Le diplomazie sono come disorientate, le organizzazioni internazionali incapaci di operare per soluzioni che blocchino almeno i troppi massacri in atto; si invoca la pace, ma cosa in effetti essa sia, nessuno sembra sapere.
Già, la pace: parola magica, invocazione nobile, aspirazione perenne e limitata nei tempi della storia; un qualcosa che definisce la mancanza di guerra. Certo che essa è negazione della pace, ma ridurla solo a ciò non aiuta a capire il problema e, quindi, a governarla. Infatti, per fare una politica della pace bisogna che essa faccia parte della politica. Vale a dire che, prima che una condizione della realtà divenga un concetto della politica medesima; fine esplicito e implicito nel governo delle umane genti; una conquista che presuppone un’ideologia che ispiri un operare che tenda alla coesione sociale e al bene comune.

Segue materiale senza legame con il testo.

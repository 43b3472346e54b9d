use std::{collections::HashMap, fs};

#[derive(Debug, Default)]
pub struct Settings {
    pub endpoint: Option<String>,
    pub client_id: Option<String>,
}

/// Optional `player.toml` in the working directory, overridden by
/// environment variables. Command-line flags override both.
pub fn load_settings() -> Settings {
    let mut settings = Settings::default();

    if let Ok(raw) = fs::read_to_string("player.toml") {
        if let Ok(file_cfg) = toml::from_str::<HashMap<String, String>>(&raw) {
            if let Some(v) = file_cfg.get("endpoint") {
                settings.endpoint = Some(v.clone());
            }
            if let Some(v) = file_cfg.get("client_id") {
                settings.client_id = Some(v.clone());
            }
        }
    }

    if let Ok(v) = std::env::var("PLAYER__ENDPOINT") {
        settings.endpoint = Some(v);
    }
    if let Ok(v) = std::env::var("PLAYER__CLIENT_ID") {
        settings.client_id = Some(v);
    }

    settings
}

Quest’ultimo riguarda anche le relazioni internazionali. Trattandosi di un concetto essa richiede una cultura politica che la interpreti e sia sostegno alla sua realizzazione; vale a dire, una cultura politica che riguardi l’aspetto della politica interna dei vari Stati e quello della politica estera, ossia tra i vari Stati. La politica estera, infatti, è quella che uno Stato fa con un altro Stato; quella internazionale concerne, invece, un vasto ordine riguardante più Stati in relazione al quadro complessivo rappresentato da tutti gli Stati della terra.
Se si imposta la questione tenendo conto di tali fattori si comprende come la pace all’interno sia aconflittuale poiché il perseguimento di politiche di giustizia rende possibile la coesione sociale e, all’esterno, il governo delle differenze tra i vari Stati in un insieme di rispetto, cooperazione e realismo praticando una politica che correli realismo e convivenza civile. Ancora una volta siamo alla questione della giustizia; nello specifico fortemente legata alla libertà dei popoli. I fatti ci dicono che la deterrenza garantita dalle armi alla lunga non regge.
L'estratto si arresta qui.